Read through the data, and wherever a line holds the word "every", write that line out.
##### SUPPLIED DATA
//! # Contracts
//!
//! Shared route descriptions. A [`Contract`] is a named, immutable map
//! from route name to [`RouteDescriptor`]; the binder looks descriptors up
//! at registration time and the validation pipeline reads them on every
//! request. Nothing here is written after construction.

use crate::schema::Schema;
use std::collections::HashMap;
use std::fmt;
use std::sync::Arc;

/// HTTP methods a contract route can declare
#[derive(Debug, Clone, Copy, PartialEq, Eq, Hash)]
pub enum Method {
    /// HTTP GET
    Get,
    /// HTTP POST
    Post,
    /// HTTP PUT
    Put,
    /// HTTP PATCH
    Patch,
    /// HTTP DELETE
    Delete,
}

impl Method {
    /// Map a wire-level method onto the contract enumeration
    ///
    /// Methods outside the contract set (HEAD, OPTIONS, ...) return `None`
    /// and fall through to the not-found path.
    #[must_use]
    pub fn from_http(method: &hyper::Method) -> Option<Self> {
        match *method {
            hyper::Method::GET => Some(Self::Get),
            hyper::Method::POST => Some(Self::Post),
            hyper::Method::PUT => Some(Self::Put),
            hyper::Method::PATCH => Some(Self::Patch),
            hyper::Method::DELETE => Some(Self::Delete),
            _ => None,
        }
    }
}

impl fmt::Display for Method {
    fn fmt(&self, f: &mut fmt::Formatter<'_>) -> fmt::Result {
        match self {
            Self::Get => write!(f, "GET"),
            Self::Post => write!(f, "POST"),
            Self::Put => write!(f, "PUT"),
            Self::Patch => write!(f, "PATCH"),
            Self::Delete => write!(f, "DELETE"),
        }
    }
}

/// Immutable description of one endpoint
///
/// Created once at contract-definition time and shared read-only by every
/// request matching the route. A schema left as `None` means the section
/// carries no constraint and no coercion.
#[derive(Debug, Clone)]
pub struct RouteDescriptor {
    /// HTTP method
    pub method: Method,
    /// Path template with `{name}` placeholders (e.g. "/users/{id}")
    pub path_template: String,
    /// Schema for URL path parameters
    pub params: Option<Schema>,
    /// Schema for query string values
    pub query: Option<Schema>,
    /// Schema for the request body
    pub body: Option<Schema>,
    /// Schema for success-path response data
    pub response: Option<Schema>,
}

impl RouteDescriptor {
    /// Create a descriptor with no schemas attached
    pub fn new(method: Method, path_template: impl Into<String>) -> Self {
        Self {
            method,
            path_template: path_template.into(),
            params: None,
            query: None,
            body: None,
            response: None,
        }
    }

    /// GET descriptor
    pub fn get(path_template: impl Into<String>) -> Self {
        Self::new(Method::Get, path_template)
    }

    /// POST descriptor
    pub fn post(path_template: impl Into<String>) -> Self {
        Self::new(Method::Post, path_template)
    }

    /// PUT descriptor
    pub fn put(path_template: impl Into<String>) -> Self {
        Self::new(Method::Put, path_template)
    }

    /// PATCH descriptor
    pub fn patch(path_template: impl Into<String>) -> Self {
        Self::new(Method::Patch, path_template)
    }

    /// DELETE descriptor
    pub fn delete(path_template: impl Into<String>) -> Self {
        Self::new(Method::Delete, path_template)
    }

    /// Attach a schema for URL path parameters
    #[must_use]
    pub fn with_params(mut self, schema: Schema) -> Self {
        self.params = Some(schema);
        self
    }

    /// Attach a schema for query string values
    #[must_use]
    pub fn with_query(mut self, schema: Schema) -> Self {
        self.query = Some(schema);
        self
    }

    /// Attach a schema for the request body
    #[must_use]
    pub fn with_body(mut self, schema: Schema) -> Self {
        self.body = Some(schema);
        self
    }

    /// Attach a schema for success-path response data
    #[must_use]
    pub fn with_response(mut self, schema: Schema) -> Self {
        self.response = Some(schema);
        self
    }
}

/// Named, immutable collection of route descriptors
///
/// Built once at startup, then only read. Descriptors are handed out as
/// `Arc`s so arbitrarily many concurrent requests share them without
/// synchronization.
#[derive(Debug, Clone, Default)]
pub struct Contract {
    name: String,
    routes: HashMap<String, Arc<RouteDescriptor>>,
}

impl Contract {
    /// Create an empty contract
    pub fn new(name: impl Into<String>) -> Self {
        Self {
            name: name.into(),
            routes: HashMap::new(),
        }
    }

    /// Add a named route
    #[must_use]
    pub fn with_route(mut self, route_name: impl Into<String>, route: RouteDescriptor) -> Self {
        self.routes.insert(route_name.into(), Arc::new(route));
        self
    }

    /// Look up a route descriptor by name
    #[must_use]
    pub fn route(&self, route_name: &str) -> Option<Arc<RouteDescriptor>> {
        self.routes.get(route_name).cloned()
    }

    /// Contract name
    #[must_use]
    pub fn name(&self) -> &str {
        &self.name
    }

    /// Number of routes
    #[must_use]
    pub fn len(&self) -> usize {
        self.routes.len()
    }

    /// Whether the contract declares no routes
    #[must_use]
    pub fn is_empty(&self) -> bool {
        self.routes.is_empty()
    }
}

#[cfg(test)]
mod tests {
    use super::*;
    use crate::schema::{Field, Schema};

    #[test]
    fn test_method_display() {
        assert_eq!(Method::Get.to_string(), "GET");
        assert_eq!(Method::Patch.to_string(), "PATCH");
    }

    #[test]
    fn test_method_from_http() {
        assert_eq!(Method::from_http(&hyper::Method::POST), Some(Method::Post));
        assert_eq!(Method::from_http(&hyper::Method::HEAD), None);
    }

    #[test]
    fn test_descriptor_builder() {
        let route = RouteDescriptor::get("/users/{id}")
            .with_params(Schema::object(vec![Field::required("id", Schema::integer())]))
            .with_response(Schema::object(vec![Field::required("id", Schema::integer())]));
        assert_eq!(route.method, Method::Get);
        assert_eq!(route.path_template, "/users/{id}");
        assert!(route.params.is_some());
        assert!(route.query.is_none());
        assert!(route.response.is_some());
    }

    #[test]
    fn test_contract_lookup() {
        let contract = Contract::new("users")
            .with_route("GetUser", RouteDescriptor::get("/users/{id}"))
            .with_route("CreateUser", RouteDescriptor::post("/users"));

        assert_eq!(contract.name(), "users");
        assert_eq!(contract.len(), 2);
        assert!(contract.route("GetUser").is_some());
        assert!(contract.route("DeleteUser").is_none());
    }

    #[test]
    fn test_descriptors_shared_by_clone() {
        let contract = Contract::new("users").with_route("GetUser", RouteDescriptor::get("/users/{id}"));
        let a = contract.route("GetUser").unwrap();
        let b = contract.route("GetUser").unwrap();
        assert!(Arc::ptr_eq(&a, &b));
    }
}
##########
> _EXERCISE OUTPUT_:
//! at registration time and the validation pipeline reads them on every
/// Created once at contract-definition time and shared read-only by every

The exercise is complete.